Stephen Mackay, 48, of Avondale, Ash Vale, formerly Aldershot in Hampshire, was caught after colleagues recognised him from CCTV images shown on Crimewatch, in which he could be seen dragging the girl along a street in south London.
Croydon Crown Court heard that Mackay was carrying out deliveries in the Bromley area when, after parking his vehicle, he chatted to his young victim before taking her to a secluded spot and holding her there by force.
Part of the incident was caught on CCTV, with the images giving an indication of how frightening the experience must have been for the girl, Judge Ruth Downing said.
“I think your purpose was to do some sexual harm to this young lady.
“I have no doubt there is a risk of danger to the public,” she told Mackay on Friday last week (January 22).
“I remain deeply concerned at the inexplicable inability to come out with a reason for this happening.”
Andrew Ramsubhag, prosecuting, said the girl, who had only just turned 13, took her younger brother to school on July 24 and was walking home along Freelands Road in Bromley.
Mackay approached her and said good morning, but it did not concern her as she thought he may be a friend of someone she knew, the prosecutor said.
“She proceeded along Plaistow Lane, crossing over, where she encountered him again. He was standing at the junction and he said, ‘Don’t worry. I’m not following you. Are you alright?’,” Mr Ramsubhag said.

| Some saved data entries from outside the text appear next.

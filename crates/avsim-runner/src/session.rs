//! One simulation run.
//!
//! A [`Session`] owns everything shared by the node threads of a run: the
//! synchronizer (a [`GlobalQueue`] or, for a single node, a
//! [`SingleSynchronizer`]) and the radio channel. Nothing is process-wide,
//! so several sessions can run side by side.

use crate::node_thread::{spawn_node_thread, NodeReport, NodeStats, NodeThread, NodeThreadConfig};
use crate::program::program_for;
use crate::watchdog::Watchdog;
use avsim_clock::MainClock;
use avsim_common::{Cycles, InterruptCause, NodeId, SimError, SyncError};
use avsim_model::{ModelError, SimulationModel};
use avsim_radio::{FreeSpaceAir, RadioAir};
use avsim_sync::{GlobalEvents, GlobalHandler, GlobalQueue, SingleSynchronizer, Synchronizer};
use serde::Serialize;
use std::collections::HashMap;
use std::sync::atomic::{AtomicBool, Ordering};
use std::sync::Arc;
use std::time::{Duration, Instant};
use thiserror::Error;
use tracing::{debug, error, info, warn};

/// Errors that end a session.
#[derive(Debug, Error)]
pub enum SessionError {
    #[error("model error: {0}")]
    Model(#[from] ModelError),

    #[error("failed to register node: {0}")]
    Setup(#[from] SyncError),

    #[error("node {node} failed: {source}")]
    Node {
        node: String,
        #[source]
        source: SimError,
    },

    #[error("failed to spawn thread: {0}")]
    Spawn(#[from] std::io::Error),

    #[error("node thread {node} panicked: {message}")]
    Panicked { node: String, message: String },
}

/// Host-side knobs that are not part of the model.
#[derive(Debug, Clone, Default)]
pub struct SessionOptions {
    /// Warn when no rendezvous completes for this long.
    pub watchdog: Option<Duration>,
    /// Log progress every this many rounds.
    pub progress_every: Option<u64>,
}

/// Outcome of a completed session.
#[derive(Debug, Clone, Serialize)]
pub struct SessionReport {
    /// Rendezvous rounds completed (global ticks).
    pub rounds: u64,
    pub global_events: u64,
    pub sync_period: Cycles,
    pub reference_hz: u64,
    /// Requested run length in reference cycles.
    pub cycles: Cycles,
    pub seed: u64,
    /// True if the run was stopped from outside before every node finished.
    pub stopped: bool,
    pub wall_seconds: f64,
    pub nodes: Vec<NodeStats>,
}

impl SessionReport {
    /// Simulated seconds per wall-clock second.
    pub fn speed(&self) -> f64 {
        let simulated = self.cycles as f64 / self.reference_hz as f64;
        if self.wall_seconds > 0.0 {
            simulated / self.wall_seconds
        } else {
            0.0
        }
    }
}

/// Stops a running session from another thread, e.g. a Ctrl-C handler.
#[derive(Clone)]
pub struct StopHandle {
    sync: Arc<dyn Synchronizer>,
    requested: Arc<AtomicBool>,
}

impl StopHandle {
    /// Interrupt every node. The session then returns a partial report.
    pub fn stop(&self) {
        self.requested.store(true, Ordering::SeqCst);
        self.sync.stop();
    }

    pub fn is_stopped(&self) -> bool {
        self.requested.load(Ordering::SeqCst)
    }
}

/// A simulation run built from a model.
pub struct Session {
    model: SimulationModel,
    options: SessionOptions,
    sync: Arc<dyn Synchronizer>,
    queue: Option<Arc<GlobalQueue>>,
    air: Arc<FreeSpaceAir>,
    stop_requested: Arc<AtomicBool>,
}

impl Session {
    pub fn new(model: SimulationModel, options: SessionOptions) -> Result<Self, SessionError> {
        model.validate()?;
        let sim = &model.simulation;

        let queue = (model.nodes.len() > 1)
            .then(|| Arc::new(GlobalQueue::new(sim.sync_period, sim.reference)));
        let sync: Arc<dyn Synchronizer> = match &queue {
            Some(queue) => queue.clone(),
            None => Arc::new(SingleSynchronizer::new(sim.reference)),
        };
        let air = Arc::new(FreeSpaceAir::new(sync.clone()));

        Ok(Session {
            model,
            options,
            sync,
            queue,
            air,
            stop_requested: Arc::new(AtomicBool::new(false)),
        })
    }

    pub fn model(&self) -> &SimulationModel {
        &self.model
    }

    /// The global queue of a multi-node session, for scheduling global events.
    pub fn global_queue(&self) -> Option<&Arc<GlobalQueue>> {
        self.queue.as_ref()
    }

    pub fn stop_handle(&self) -> StopHandle {
        StopHandle {
            sync: self.sync.clone(),
            requested: self.stop_requested.clone(),
        }
    }

    /// Run every node to the end of the simulation.
    ///
    /// All nodes are registered before any thread starts. The first fatal
    /// node error stops the synchronizer, which interrupts the others; the
    /// session still joins every thread before returning.
    pub fn run(self) -> Result<SessionReport, SessionError> {
        let sim = &self.model.simulation;
        let delays = self.model.start_delays();

        let mut nodes = Vec::with_capacity(self.model.nodes.len());
        let mut names = HashMap::new();
        for (index, (node_model, delay)) in self.model.nodes.iter().zip(delays).enumerate() {
            let node = NodeId::new(index as u32);
            let rate = node_model.clock;
            let mut clock = MainClock::new(node_model.name.clone(), rate);
            self.sync.register(node, &mut clock)?;
            self.air.add_radio(node, node_model.position, node_model.radio);
            names.insert(node, node_model.name.clone());

            let config = NodeThreadConfig {
                index,
                node,
                name: node_model.name.clone(),
                limit: sim.reference.scale(sim.cycles, rate),
                start_delay: sim.reference.scale(delay, rate),
            };
            debug!(
                node = %node_model.name,
                program = node_model.program.kind(),
                limit = config.limit,
                start_delay = config.start_delay,
                "node prepared"
            );
            nodes.push(NodeThread::new(
                config,
                clock,
                program_for(&node_model.program),
                self.sync.clone(),
                self.air.clone(),
            ));
        }

        if let (Some(queue), Some(every)) = (&self.queue, self.options.progress_every) {
            let total = sim.cycles / sim.sync_period;
            if every > 0 && every <= total {
                queue.schedule_global_event(every, progress_report(every, total));
            }
        }

        let watchdog = match self.options.watchdog {
            Some(timeout) => Some(Watchdog::new(self.sync.clone(), names, timeout)?),
            None => None,
        };

        info!(
            nodes = nodes.len(),
            cycles = sim.cycles,
            period = sim.sync_period,
            "session starting"
        );
        let started = Instant::now();
        let node_count = nodes.len();
        let (report_tx, report_rx) = crossbeam_channel::unbounded();
        let mut handles = Vec::with_capacity(node_count);
        let mut spawn_error = None;
        for node in nodes {
            match spawn_node_thread(node, report_tx.clone()) {
                Ok(handle) => handles.push(handle),
                Err(e) => {
                    error!(error = %e, "failed to spawn node thread, stopping the session");
                    self.sync.stop();
                    spawn_error = Some(e);
                    break;
                }
            }
        }
        drop(report_tx);

        let mut stats: Vec<Option<NodeStats>> = vec![None; node_count];
        let mut faults: Vec<(String, SimError)> = Vec::new();
        let mut panicked = None;
        for (index, report) in report_rx.iter() {
            match report {
                NodeReport::Finished(node_stats) => stats[index] = Some(node_stats),
                NodeReport::Failed {
                    stats: node_stats,
                    error,
                } => {
                    if !is_stop_request(&error) {
                        if faults.is_empty() {
                            error!(node = %node_stats.name, %error, "node failed, stopping the session");
                            self.sync.stop();
                        }
                        faults.push((node_stats.name.clone(), error));
                    }
                    stats[index] = Some(node_stats);
                }
                NodeReport::Panicked { name, message } => {
                    panicked.get_or_insert((name, message));
                }
            }
        }

        for handle in handles {
            let name = handle.name().to_string();
            if handle.join().is_err() {
                warn!(node = %name, "node thread exited abnormally");
            }
        }
        if let Some(watchdog) = watchdog {
            watchdog.stop();
        }

        if let Some(e) = spawn_error {
            return Err(SessionError::Spawn(e));
        }
        if let Some((node, message)) = panicked {
            return Err(SessionError::Panicked { node, message });
        }
        if let Some((node, source)) = root_fault(faults) {
            return Err(SessionError::Node { node, source });
        }

        let report = SessionReport {
            rounds: self.sync.global_time(),
            global_events: self.queue.as_ref().map_or(0, |q| q.global_events_fired()),
            sync_period: sim.sync_period,
            reference_hz: sim.reference.hz(),
            cycles: sim.cycles,
            seed: sim.seed,
            stopped: self.stop_requested.load(Ordering::SeqCst),
            wall_seconds: started.elapsed().as_secs_f64(),
            nodes: stats.into_iter().flatten().collect(),
        };
        info!(
            rounds = report.rounds,
            wall_seconds = report.wall_seconds,
            stopped = report.stopped,
            "session finished"
        );
        Ok(report)
    }
}

/// True for the interruption every node sees once the session is stopped.
fn is_stop_request(error: &SimError) -> bool {
    matches!(
        error,
        SimError::Sync(SyncError::Interrupted {
            cause: InterruptCause::Stopped,
            ..
        })
    )
}

/// The failure that caused the others: prefer one that is not itself an
/// interruption.
fn root_fault(faults: Vec<(String, SimError)>) -> Option<(String, SimError)> {
    let root = faults
        .iter()
        .position(|(_, e)| !matches!(e, SimError::Sync(SyncError::Interrupted { .. })))
        .unwrap_or(0);
    faults.into_iter().nth(root)
}

/// Global event logging progress every `every` rounds, re-arming itself
/// until `total` rounds.
fn progress_report(every: u64, total: u64) -> GlobalHandler {
    Box::new(move |events: &mut GlobalEvents| {
        let round = events.now();
        info!(round, total, "progress: {:.0}%", round as f64 * 100.0 / total as f64);
        if round + every <= total {
            events.schedule(every, progress_report(every, total));
        }
        Ok(())
    })
}

#[cfg(test)]
mod tests {
    use super::*;

    #[test]
    fn test_stop_request_is_not_a_fault() {
        let stopped: SimError = SyncError::Interrupted {
            participant: NodeId::new(1),
            cause: InterruptCause::Stopped,
        }
        .into();
        assert!(is_stop_request(&stopped));

        let aborted: SimError = SyncError::Interrupted {
            participant: NodeId::new(1),
            cause: InterruptCause::Aborted {
                reason: "boom".to_string(),
            },
        }
        .into();
        assert!(!is_stop_request(&aborted));
    }

    #[test]
    fn test_root_fault_prefers_cause_over_interruption() {
        let faults = vec![
            (
                "a".to_string(),
                SimError::from(SyncError::Interrupted {
                    participant: NodeId::new(0),
                    cause: InterruptCause::Aborted {
                        reason: "x".to_string(),
                    },
                }),
            ),
            (
                "b".to_string(),
                SimError::from(SyncError::ActionFailed {
                    round: 3,
                    reason: "x".to_string(),
                }),
            ),
        ];
        let (node, error) = root_fault(faults).unwrap();
        assert_eq!(node, "b");
        assert!(matches!(error, SimError::Sync(SyncError::ActionFailed { round: 3, .. })));
        assert!(root_fault(Vec::new()).is_none());
    }
}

“Believing he may have required directions, she returned to the junction.
“He grabbed her by the right wrist over her clothing and forcibly led her down a lane and he said ‘You are the most beautiful girl I have ever seen’ and he kissed her on the cheek, which she immediately wiped off with her sleeve.”
Mackay asked the girl if she had a boyfriend and did she want one, the court heard.

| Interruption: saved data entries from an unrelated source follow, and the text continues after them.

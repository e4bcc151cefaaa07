//! A node's main clock: a cycle counter driving a delta queue of handlers.

use crate::delta_queue::DeltaQueue;
use crate::event::{EventId, EventTable};
use avsim_common::{ClockRate, Cycles, Result};
use std::collections::HashMap;
use std::fmt;
use tracing::trace;

/// Handler invoked when an event fires.
///
/// The handler receives the clock so it can reschedule itself (see
/// [`MainClock::current_event`]), schedule other events, or cancel them.
pub type EventHandler = Box<dyn FnMut(&mut MainClock) -> Result<()> + Send>;

/// The main clock of one simulated node.
///
/// Time only moves forward through [`advance`](MainClock::advance), which is
/// called by the node's execution loop after it executes instructions or
/// sleeps. Events are registered once and may be inserted into the timeline
/// any number of times.
pub struct MainClock {
    name: String,
    rate: ClockRate,
    queue: DeltaQueue<EventId>,
    events: EventTable<EventHandler>,
    periods: HashMap<EventId, Cycles>,
    current: Option<EventId>,
    fired: u64,
}

impl MainClock {
    /// Create a clock at cycle zero.
    pub fn new(name: impl Into<String>, rate: ClockRate) -> Self {
        MainClock {
            name: name.into(),
            rate,
            queue: DeltaQueue::new(),
            events: EventTable::new(),
            periods: HashMap::new(),
            current: None,
            fired: 0,
        }
    }

    pub fn name(&self) -> &str {
        &self.name
    }

    pub fn rate(&self) -> ClockRate {
        self.rate
    }

    /// Cycles elapsed since the clock was created.
    pub fn count(&self) -> Cycles {
        self.queue.count()
    }

    /// Elapsed time in milliseconds.
    pub fn millis(&self) -> f64 {
        self.rate.cycles_to_millis(self.count())
    }

    /// Number of handler invocations so far.
    pub fn events_fired(&self) -> u64 {
        self.fired
    }

    /// Number of pending event occurrences.
    pub fn pending_events(&self) -> usize {
        self.queue.len()
    }

    /// Cycles until the next pending event.
    pub fn first_event_delta(&self) -> Option<Cycles> {
        self.queue.head_delta()
    }

    /// The event whose handler is currently running, if any.
    pub fn current_event(&self) -> Option<EventId> {
        self.current
    }

    /// Register a handler without scheduling it.
    pub fn register<F>(&mut self, handler: F) -> EventId
    where
        F: FnMut(&mut MainClock) -> Result<()> + Send + 'static,
    {
        self.events.insert(Box::new(handler))
    }

    /// Register a handler and schedule it `delay` cycles from now.
    pub fn schedule<F>(&mut self, delay: Cycles, handler: F) -> EventId
    where
        F: FnMut(&mut MainClock) -> Result<()> + Send + 'static,
    {
        let id = self.register(handler);
        self.queue.add(id, delay);
        id
    }

    /// Insert a registered event `delay` cycles from now.
    ///
    /// # Panics
    ///
    /// Panics if `id` is not registered with this clock.
    pub fn insert_event(&mut self, id: EventId, delay: Cycles) {
        assert!(
            self.events.contains(id),
            "{} is not registered with clock {}",
            id,
            self.name
        );
        self.queue.add(id, delay);
    }

    /// Insert a registered event that re-arms itself every `period` cycles
    /// after each successful firing, until it is removed or cancelled.
    ///
    /// # Panics
    ///
    /// Panics if `period` is zero or `id` is not registered.
    pub fn insert_periodic(&mut self, id: EventId, period: Cycles) {
        assert!(period > 0, "periodic event needs a non-zero period");
        self.insert_event(id, period);
        self.periods.insert(id, period);
    }

    /// Remove every pending occurrence of `id`. The event stays registered.
    pub fn remove_event(&mut self, id: EventId) {
        self.queue.remove(id);
        self.periods.remove(&id);
    }

    /// Remove every pending occurrence of `id` and deregister its handler.
    ///
    /// A handler may cancel itself; it is dropped once it returns.
    pub fn cancel(&mut self, id: EventId) {
        self.remove_event(id);
        self.events.remove(id);
    }

    /// Advance the clock by `cycles`, running every handler that becomes due.
    ///
    /// A handler error stops the advance and is returned; the clock count
    /// then stands at the failing event's firing time.
    ///
    /// # Panics
    ///
    /// Panics if called from inside an event handler.
    pub fn advance(&mut self, cycles: Cycles) -> Result<()> {
        assert!(
            self.current.is_none(),
            "clock {} advanced from inside an event handler",
            self.name
        );

        let mut remaining = cycles;
        while let Some(id) = self.queue.pop_due(&mut remaining) {
            self.fire(id)?;
        }
        Ok(())
    }

    fn fire(&mut self, id: EventId) -> Result<()> {
        let Some(mut handler) = self.events.take(id) else {
            return Ok(());
        };

        trace!(clock = %self.name, event = %id, cycle = self.count(), "firing event");
        self.current = Some(id);
        let result = handler(self);
        self.current = None;
        self.fired += 1;

        if self.events.restore(id, handler) && result.is_ok() {
            if let Some(&period) = self.periods.get(&id) {
                self.queue.add(id, period);
            }
        }
        result
    }
}

impl fmt::Debug for MainClock {
    fn fmt(&self, f: &mut fmt::Formatter<'_>) -> fmt::Result {
        f.debug_struct("MainClock")
            .field("name", &self.name)
            .field("rate", &self.rate)
            .field("count", &self.count())
            .field("pending", &self.queue.len())
            .finish()
    }
}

She replied no and by now was extremely afraid and felt ill-equipped to deal with the situation, the prosecutor said.
When she tried to get away Mackay ran after her, grabbing her again and giving her a bear hug around the waist, the court was told.
He man-handled her to a distance of 50m off the main road and bundled her into an overgrown wooded area before telling the girl: “I’m not going to hurt you, so don’t worry.”
“He blocked her path and she was apprehensive about what would happen,” Mr Ramsubhag said.
“She heard him unzip his trousers and he put his hands down her knickers. He stopped shortly afterwards and she returned home,” .
When the girl’s mother arrived home, she found her daughter crying so hard that she could hardly speak, the court heard.
She told her mother she had been too frightened to stop Mackay as she was worried he might be carrying a knife.
The prosecutor said a CCTV camera had filmed the defendant pulling the girl along the road and, when this was shown on Crimewatch and other TV programmes, he was immediately recognised by a colleague.
Police were alerted and Mackay was arrested on July 30 last year in a business park.
When interviewed by police, he told officers the girl had been smiling at him and, further along the road, he waved at her.
He admitted grabbing her by the upper arm and asking her: “What are you doing going down a quiet lane with a strange man?”
Quizzed about the kidnapping, he had replied: “Only a monster could do such a thing.”
Defending, John Cammegh said Mackay took the view that he had been acting in a fatherly way towards the girl.
He could give no explanation for his one-off behaviour, apart from suffering from some sort of a breakdown following the death of his 21-year-old son four years ago.
Mr Cammegh said that Mackay, who admitted kidnapping with intent to commit a sexual assault, was a man of good character who had not done anything like it before.